"""
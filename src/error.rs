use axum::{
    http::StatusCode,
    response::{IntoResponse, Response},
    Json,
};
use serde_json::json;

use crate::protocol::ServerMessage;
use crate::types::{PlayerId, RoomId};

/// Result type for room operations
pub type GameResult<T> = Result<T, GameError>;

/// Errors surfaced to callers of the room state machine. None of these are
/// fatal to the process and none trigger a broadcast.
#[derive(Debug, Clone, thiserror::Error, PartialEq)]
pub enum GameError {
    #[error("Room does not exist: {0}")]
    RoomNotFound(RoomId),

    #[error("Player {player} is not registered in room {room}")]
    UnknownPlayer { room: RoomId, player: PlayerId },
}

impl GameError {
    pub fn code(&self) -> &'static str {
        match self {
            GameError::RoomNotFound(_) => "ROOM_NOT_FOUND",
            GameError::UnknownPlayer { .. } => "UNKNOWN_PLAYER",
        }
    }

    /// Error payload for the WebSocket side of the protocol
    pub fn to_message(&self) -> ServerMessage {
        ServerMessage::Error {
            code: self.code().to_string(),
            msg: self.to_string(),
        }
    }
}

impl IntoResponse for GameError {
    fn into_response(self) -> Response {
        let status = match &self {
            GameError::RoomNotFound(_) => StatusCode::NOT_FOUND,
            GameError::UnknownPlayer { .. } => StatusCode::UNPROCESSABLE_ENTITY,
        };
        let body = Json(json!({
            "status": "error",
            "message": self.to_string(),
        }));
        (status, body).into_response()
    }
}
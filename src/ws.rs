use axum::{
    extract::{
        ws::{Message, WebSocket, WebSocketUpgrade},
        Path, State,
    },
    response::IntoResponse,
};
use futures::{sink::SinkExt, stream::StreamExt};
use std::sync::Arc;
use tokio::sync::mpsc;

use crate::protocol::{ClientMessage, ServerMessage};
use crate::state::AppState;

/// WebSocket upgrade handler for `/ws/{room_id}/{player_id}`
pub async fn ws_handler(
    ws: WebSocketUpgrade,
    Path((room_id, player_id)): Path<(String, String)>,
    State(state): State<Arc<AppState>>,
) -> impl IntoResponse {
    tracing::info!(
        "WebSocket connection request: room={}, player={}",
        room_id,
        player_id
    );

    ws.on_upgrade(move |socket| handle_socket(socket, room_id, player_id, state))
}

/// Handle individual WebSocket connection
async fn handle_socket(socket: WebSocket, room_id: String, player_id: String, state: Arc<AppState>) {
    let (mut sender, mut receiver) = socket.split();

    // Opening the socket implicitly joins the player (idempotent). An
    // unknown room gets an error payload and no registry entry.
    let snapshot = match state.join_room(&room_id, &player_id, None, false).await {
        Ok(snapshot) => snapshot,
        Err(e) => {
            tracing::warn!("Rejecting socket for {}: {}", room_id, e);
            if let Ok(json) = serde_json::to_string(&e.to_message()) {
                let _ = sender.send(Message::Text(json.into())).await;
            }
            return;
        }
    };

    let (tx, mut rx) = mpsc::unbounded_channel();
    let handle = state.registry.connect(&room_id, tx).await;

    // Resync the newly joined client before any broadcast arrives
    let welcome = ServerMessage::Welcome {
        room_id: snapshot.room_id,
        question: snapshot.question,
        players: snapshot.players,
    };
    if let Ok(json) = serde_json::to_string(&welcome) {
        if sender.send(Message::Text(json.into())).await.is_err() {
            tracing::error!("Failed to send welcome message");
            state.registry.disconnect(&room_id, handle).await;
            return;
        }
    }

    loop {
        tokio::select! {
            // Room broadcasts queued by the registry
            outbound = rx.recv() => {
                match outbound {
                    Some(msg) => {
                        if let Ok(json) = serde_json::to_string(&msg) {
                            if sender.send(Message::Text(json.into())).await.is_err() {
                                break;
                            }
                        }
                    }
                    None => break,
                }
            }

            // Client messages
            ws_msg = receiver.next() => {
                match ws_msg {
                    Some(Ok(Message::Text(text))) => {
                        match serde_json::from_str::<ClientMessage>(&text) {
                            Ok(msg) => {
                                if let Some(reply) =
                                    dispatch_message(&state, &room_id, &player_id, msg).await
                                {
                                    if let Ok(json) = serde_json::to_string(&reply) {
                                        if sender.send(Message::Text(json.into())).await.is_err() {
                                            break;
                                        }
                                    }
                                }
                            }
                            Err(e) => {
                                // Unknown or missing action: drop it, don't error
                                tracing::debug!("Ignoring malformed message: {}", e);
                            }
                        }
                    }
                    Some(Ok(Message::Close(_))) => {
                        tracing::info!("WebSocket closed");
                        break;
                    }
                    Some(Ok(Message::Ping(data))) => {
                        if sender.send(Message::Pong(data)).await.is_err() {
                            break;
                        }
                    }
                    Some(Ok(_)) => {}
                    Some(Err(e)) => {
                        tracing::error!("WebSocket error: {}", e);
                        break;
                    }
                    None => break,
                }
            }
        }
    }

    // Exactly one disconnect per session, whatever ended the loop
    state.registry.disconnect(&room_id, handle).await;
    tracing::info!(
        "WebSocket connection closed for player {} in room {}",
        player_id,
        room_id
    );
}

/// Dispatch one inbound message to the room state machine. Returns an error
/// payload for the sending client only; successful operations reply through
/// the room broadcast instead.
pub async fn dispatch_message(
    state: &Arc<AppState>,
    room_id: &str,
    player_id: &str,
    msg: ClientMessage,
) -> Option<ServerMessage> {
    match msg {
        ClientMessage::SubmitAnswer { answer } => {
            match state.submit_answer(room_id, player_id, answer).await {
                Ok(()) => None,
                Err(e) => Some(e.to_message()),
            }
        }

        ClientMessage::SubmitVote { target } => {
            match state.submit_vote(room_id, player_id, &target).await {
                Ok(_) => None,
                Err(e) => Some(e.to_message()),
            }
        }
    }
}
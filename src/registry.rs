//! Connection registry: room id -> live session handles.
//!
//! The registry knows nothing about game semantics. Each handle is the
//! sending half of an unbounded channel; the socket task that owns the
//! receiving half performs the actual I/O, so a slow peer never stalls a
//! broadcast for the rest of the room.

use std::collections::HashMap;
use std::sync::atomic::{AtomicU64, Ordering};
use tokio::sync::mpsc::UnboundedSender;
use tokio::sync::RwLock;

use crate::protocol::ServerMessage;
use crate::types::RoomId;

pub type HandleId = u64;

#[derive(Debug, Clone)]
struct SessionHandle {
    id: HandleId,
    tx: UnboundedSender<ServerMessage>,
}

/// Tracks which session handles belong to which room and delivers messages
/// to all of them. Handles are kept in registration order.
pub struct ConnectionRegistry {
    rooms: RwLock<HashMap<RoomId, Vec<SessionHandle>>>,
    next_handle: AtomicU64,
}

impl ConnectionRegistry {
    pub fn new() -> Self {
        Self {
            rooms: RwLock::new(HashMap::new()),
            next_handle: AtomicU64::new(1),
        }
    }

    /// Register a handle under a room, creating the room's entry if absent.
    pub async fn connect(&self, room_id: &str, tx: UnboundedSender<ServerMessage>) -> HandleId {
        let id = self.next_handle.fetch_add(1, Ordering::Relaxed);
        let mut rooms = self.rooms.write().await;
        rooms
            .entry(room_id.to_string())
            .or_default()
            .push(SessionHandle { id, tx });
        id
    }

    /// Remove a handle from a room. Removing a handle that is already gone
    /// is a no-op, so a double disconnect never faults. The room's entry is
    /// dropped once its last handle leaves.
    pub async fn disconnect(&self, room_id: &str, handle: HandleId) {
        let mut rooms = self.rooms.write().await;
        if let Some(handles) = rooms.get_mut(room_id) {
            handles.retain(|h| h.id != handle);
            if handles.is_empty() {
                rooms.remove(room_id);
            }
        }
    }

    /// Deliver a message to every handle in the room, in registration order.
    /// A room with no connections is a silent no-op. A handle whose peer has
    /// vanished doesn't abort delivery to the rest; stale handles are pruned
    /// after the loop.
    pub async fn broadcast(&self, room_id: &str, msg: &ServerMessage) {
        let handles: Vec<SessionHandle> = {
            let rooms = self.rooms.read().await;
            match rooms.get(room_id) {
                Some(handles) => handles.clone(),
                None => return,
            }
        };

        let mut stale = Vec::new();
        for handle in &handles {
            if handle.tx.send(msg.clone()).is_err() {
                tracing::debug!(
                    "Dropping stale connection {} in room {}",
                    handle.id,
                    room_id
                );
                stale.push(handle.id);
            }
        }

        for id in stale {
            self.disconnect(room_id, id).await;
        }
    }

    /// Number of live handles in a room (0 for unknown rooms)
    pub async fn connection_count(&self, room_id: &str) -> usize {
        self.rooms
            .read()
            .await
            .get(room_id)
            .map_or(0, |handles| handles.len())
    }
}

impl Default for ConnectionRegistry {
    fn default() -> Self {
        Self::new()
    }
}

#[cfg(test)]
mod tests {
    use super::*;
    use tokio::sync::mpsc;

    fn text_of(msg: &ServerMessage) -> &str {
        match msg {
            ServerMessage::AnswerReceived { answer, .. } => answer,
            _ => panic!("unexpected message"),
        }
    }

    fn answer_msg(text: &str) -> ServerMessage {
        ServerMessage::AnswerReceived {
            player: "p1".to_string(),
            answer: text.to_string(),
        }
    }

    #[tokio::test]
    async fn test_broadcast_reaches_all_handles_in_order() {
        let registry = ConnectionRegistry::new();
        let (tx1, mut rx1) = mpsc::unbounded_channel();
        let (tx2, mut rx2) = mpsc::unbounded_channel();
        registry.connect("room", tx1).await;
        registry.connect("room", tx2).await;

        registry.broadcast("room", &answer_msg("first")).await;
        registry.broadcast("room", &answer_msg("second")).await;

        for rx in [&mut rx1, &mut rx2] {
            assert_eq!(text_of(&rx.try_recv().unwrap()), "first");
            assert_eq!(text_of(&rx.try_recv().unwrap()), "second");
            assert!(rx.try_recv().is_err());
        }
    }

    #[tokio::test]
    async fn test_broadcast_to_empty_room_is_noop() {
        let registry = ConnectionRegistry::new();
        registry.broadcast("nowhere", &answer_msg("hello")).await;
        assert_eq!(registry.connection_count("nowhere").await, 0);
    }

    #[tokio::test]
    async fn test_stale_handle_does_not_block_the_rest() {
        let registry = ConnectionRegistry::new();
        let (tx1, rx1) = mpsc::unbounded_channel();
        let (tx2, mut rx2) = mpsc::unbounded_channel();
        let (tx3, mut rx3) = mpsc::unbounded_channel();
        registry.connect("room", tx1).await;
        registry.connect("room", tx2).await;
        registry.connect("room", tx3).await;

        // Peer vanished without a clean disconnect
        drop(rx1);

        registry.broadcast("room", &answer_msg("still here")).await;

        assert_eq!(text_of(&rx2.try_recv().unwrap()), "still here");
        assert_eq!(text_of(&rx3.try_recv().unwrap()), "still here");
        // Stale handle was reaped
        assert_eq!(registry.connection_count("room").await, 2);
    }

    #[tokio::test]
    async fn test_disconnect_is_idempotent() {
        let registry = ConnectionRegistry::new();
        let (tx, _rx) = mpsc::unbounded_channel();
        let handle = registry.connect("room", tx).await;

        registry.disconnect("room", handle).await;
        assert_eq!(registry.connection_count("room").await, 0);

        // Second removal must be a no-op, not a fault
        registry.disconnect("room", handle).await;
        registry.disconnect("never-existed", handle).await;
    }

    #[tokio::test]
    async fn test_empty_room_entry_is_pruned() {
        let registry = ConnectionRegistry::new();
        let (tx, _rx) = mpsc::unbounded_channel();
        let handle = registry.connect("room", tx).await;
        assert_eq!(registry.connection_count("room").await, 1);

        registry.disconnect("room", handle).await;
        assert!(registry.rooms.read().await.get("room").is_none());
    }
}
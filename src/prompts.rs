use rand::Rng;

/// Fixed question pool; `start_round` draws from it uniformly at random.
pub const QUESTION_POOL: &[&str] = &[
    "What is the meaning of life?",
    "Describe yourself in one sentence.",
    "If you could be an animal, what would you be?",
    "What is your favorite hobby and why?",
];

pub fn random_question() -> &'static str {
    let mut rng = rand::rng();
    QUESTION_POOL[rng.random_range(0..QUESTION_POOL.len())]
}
"""
- **Task item**
Transcribe, word for word, the data above from its first line through the line with "let status = match", and include nothing else.

- **Task response**
filename src/error.rs
use axum::{
    http::StatusCode,
    response::{IntoResponse, Response},
    Json,
};
use serde_json::json;

use crate::protocol::ServerMessage;
use crate::types::{PlayerId, RoomId};

/// Result type for room operations
pub type GameResult<T> = Result<T, GameError>;

/// Errors surfaced to callers of the room state machine. None of these are
/// fatal to the process and none trigger a broadcast.
#[derive(Debug, Clone, thiserror::Error, PartialEq)]
pub enum GameError {
    #[error("Room does not exist: {0}")]
    RoomNotFound(RoomId),

    #[error("Player {player} is not registered in room {room}")]
    UnknownPlayer { room: RoomId, player: PlayerId },
}

impl GameError {
    pub fn code(&self) -> &'static str {
        match self {
            GameError::RoomNotFound(_) => "ROOM_NOT_FOUND",
            GameError::UnknownPlayer { .. } => "UNKNOWN_PLAYER",
        }
    }

    /// Error payload for the WebSocket side of the protocol
    pub fn to_message(&self) -> ServerMessage {
        ServerMessage::Error {
            code: self.code().to_string(),
            msg: self.to_string(),
        }
    }
}

impl IntoResponse for GameError {
    fn into_response(self) -> Response {
        let status = match &self {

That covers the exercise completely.